Bref, le financement ne suit pas, les bonnes volontés s’épuisent et la démographie est en berne.
Et la tutelle ?
Elle, aussi, fait ce qu’on lui demande de faire : faire appliquer les textes, trouver des solutions aux problématiques locales et réfléchir à des mesures d’amélioration. Ceci dans une enveloppe constante.
Alors, elle s’organise, réfléchit, organise des groupes de travail, travaille avec les fédérations et met la pression sur les hôpitaux et leurs directeurs pour appliquer ces solutions, bien souvent, malheureusement inapplicables.
Devant les difficultés et l’insuffisance des moyens, notamment humains, savez-vous que, à l’heure de la mutualisation, dans les fameux Groupements Hospitaliers de Territoire, il est désormais proposé de créer des équipes d’urgentistes de territoire. On attend également des systèmes d’information convergents, mais à quelle échéance !
Par contre, il n’est pas pour l’instant question d’équipes mobiles de gériatrie de territoire, qui pourraient, à mon avis, assurer à moyens constants, une permanence utile aux services d’urgence.

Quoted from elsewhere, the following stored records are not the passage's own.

impl Default for PurchaseSettings {
    fn default() -> Self {
        Self {
            attempt_timeout: Duration::from_secs(5),
            max_attempts: 3,
            retry_backoff: Duration::from_millis(50),
        }
    }
}

/// Purchase transactor plus the read operations over purchases.
pub struct PurchaseService<L: InventoryLedger> {
    ledger: Arc<L>,
    settings: PurchaseSettings,
}

impl<L: InventoryLedger> Clone for PurchaseService<L> {
    fn clone(&self) -> Self {
        Self {
            ledger: Arc::clone(&self.ledger),
            settings: self.settings,
        }
    }
}

impl<L: InventoryLedger> PurchaseService<L> {
    pub fn new(ledger: L, settings: PurchaseSettings) -> Self {
        Self {
            ledger: Arc::new(ledger),
            settings,
        }
    }

    pub fn ledger(&self) -> &L {
        &self.ledger
    }

    /// Buy `quantity` tickets of one ticket type for `user`.
    ///
    /// Either the capacity decrement and the purchase record are both
    /// committed, or neither is. Transient contention is retried up to
    /// `max_attempts` times before `TryAgain` is returned.
    pub async fn purchase(
        &self,
        user: &AuthUser,
        ticket_type_id: Uuid,
        quantity: i64,
    ) -> PurchaseResult<Purchase> {
        let quantity = validate_quantity(quantity)?;
        let max_attempts = self.settings.max_attempts.max(1);
        let mut attempt = 1;

        loop {
            match self.attempt_purchase(user.id, ticket_type_id, quantity).await {
                Err(err) if err.is_transient() && attempt < max_attempts => {
                    warn!(
                        user_id = %user.id,
                        ticket_type_id = %ticket_type_id,
                        attempt,
                        error = %err,
                        "Purchase attempt hit contention, retrying"
                    );
                    tokio::time::sleep(self.settings.retry_backoff * attempt).await;
                    attempt += 1;
                }
                Ok(purchase) => {
                    info!(
                        purchase_id = %purchase.id,
                        user_id = %purchase.user_id,
                        ticket_type_id = %purchase.ticket_type_id,
                        quantity = purchase.quantity,
                        total_price = %purchase.total_price,
                        attempt,
                        "Purchase committed"
                    );
                    return Ok(purchase);
                }
                Err(err) => {
                    debug!(
                        user_id = %user.id,
                        ticket_type_id = %ticket_type_id,
                        attempt,
                        error = %err,
                        "Purchase rejected"
                    );
                    return Err(err);
                }
            }
        }
    }

    /// One attempt. Everything up to the commit runs under the attempt
    /// deadline; if it passes, the staged transaction is dropped and rolls
    /// back. The commit itself is not cut short, and a failed commit is not
    /// retried because its outcome is unknown.
    async fn attempt_purchase(
        &self,
        user_id: Uuid,
        ticket_type_id: Uuid,
        quantity: i32,
    ) -> PurchaseResult<Purchase> {
        let stage = self.stage_purchase(user_id, ticket_type_id, quantity);

        let (tx, purchase) = match tokio::time::timeout(self.settings.attempt_timeout, stage).await
        {
            Ok(staged) => staged?,
            Err(_) => {
                return Err(PurchaseError::TryAgain(
                    "purchase did not complete in time".to_string(),
                ))
            }
        };

        tx.commit().await.map_err(|err| {
            error!(
                purchase_id = %purchase.id,
                ticket_type_id = %ticket_type_id,
                error = %err,
                "Purchase commit failed, outcome unknown"
            );
            PurchaseError::Internal(format!("commit of purchase {} failed: {}", purchase.id, err))
        })?;

        Ok(purchase)
    }

    /// Lock, check, price and write inside a fresh transaction, returning it
    /// uncommitted.
    async fn stage_purchase(
        &self,
        user_id: Uuid,
        ticket_type_id: Uuid,
        quantity: i32,
    ) -> PurchaseResult<(L::Transaction, Purchase)> {
        let mut tx = self.ledger.begin().await?;

        let locked = tx.lock_and_read(ticket_type_id).await?;
        let available = locked.capacity();
        if quantity > available {
            return Err(PurchaseError::InsufficientInventory {
                requested: quantity,
                available,
            });
        }

        let total_price = total_price(locked.price(), quantity)?;
        tx.write(locked, available - quantity).await?;

        let purchase = tx
            .insert_purchase(NewPurchase {
                user_id,
                ticket_type_id,
                quantity,
                total_price,
            })
            .await?;

        Ok((tx, purchase))
    }

    /// Purchases visible to `user`, newest first.
    pub async fn list_purchases(&self, user: &AuthUser) -> PurchaseResult<Vec<Purchase>> {
        let filter = if user.can_view_all_purchases() {
            PurchaseFilter::all()
        } else {
            PurchaseFilter::for_user(user.id)
        };

        self.ledger.purchases(filter).await
    }

    /// A single purchase. Purchases the caller may not see are reported as
    /// missing.
    pub async fn get_purchase(&self, user: &AuthUser, id: Uuid) -> PurchaseResult<Purchase> {
        match self.ledger.purchase(id).await? {
            Some(purchase) if user.can_view_purchase_of(purchase.user_id) => Ok(purchase),
            _ => Err(PurchaseError::PurchaseNotFound(id)),
        }
    }

    pub async fn get_ticket_type(&self, id: Uuid) -> PurchaseResult<TicketType> {
        self.ledger
            .ticket_type(id)
            .await?
            .ok_or(PurchaseError::NotFound(id))
    }
}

Les nouveaux et forts jeunes Comité Techniques Régionaux des Urgences (CTRU), lorsqu’ils existent dans les régions, sont en charge d’analyser les problématiques et de formuler des propositions d’organisation : en fin d’année 2015, en concertation avec les acteurs de terrain, les ARS devaient réaliser un diagnostic de l’existant qui doit servir de base à l’élaboration d’un schéma territorial des urgences et des soins non programmés, avec la définition d’un dispositif régional de prise en charge des urgences qui réponde notamment à l’objectif d’efficience du système.
Et le Ministère ?
Le Ministère a engagé depuis 2012 un plan d’action pour les urgences hospitalières, portant sur les questions d’organisation interne des établissements, de prise en charge en amont et en aval et de maillage territorial.
Ce plan d’action est conduit par les instances régionales, en concertation avec les professionnels de terrain. Et à ce jour, force est de constater que les travaux avancent doucement car une inconnue demeure : qu’en est-il du financement ?
Car le problème de l’ensemble des acteurs se pose aujourd’hui en ces termes :
Faire plus et mieux avec autant sachant qu’on a mis en avant qu’autant n’est pas suffisant ?
J’ai hâte de voir comment cette seconde équation pourra être résolue.
C’est dans ce contexte que nous attendons non sans impatience, en tant que citoyens et consommateurs du service de soins, la réforme du financement des services d’urgences annoncé par le gouvernement qui saura, je l’espère, redresser la barre de ces incohérences qui deviennent complexes et difficiles à gérer au quotidien par les acteurs du système de soins.
Espérons que dans cette réforme du financement, il ne faudra pas ajouter une nouvelle contrainte à notre équation qui sera « Faire plus et mieux avec autant, sachant qu’on a mis en avant qu’autant n’est pas suffisant et que demain on aura moins».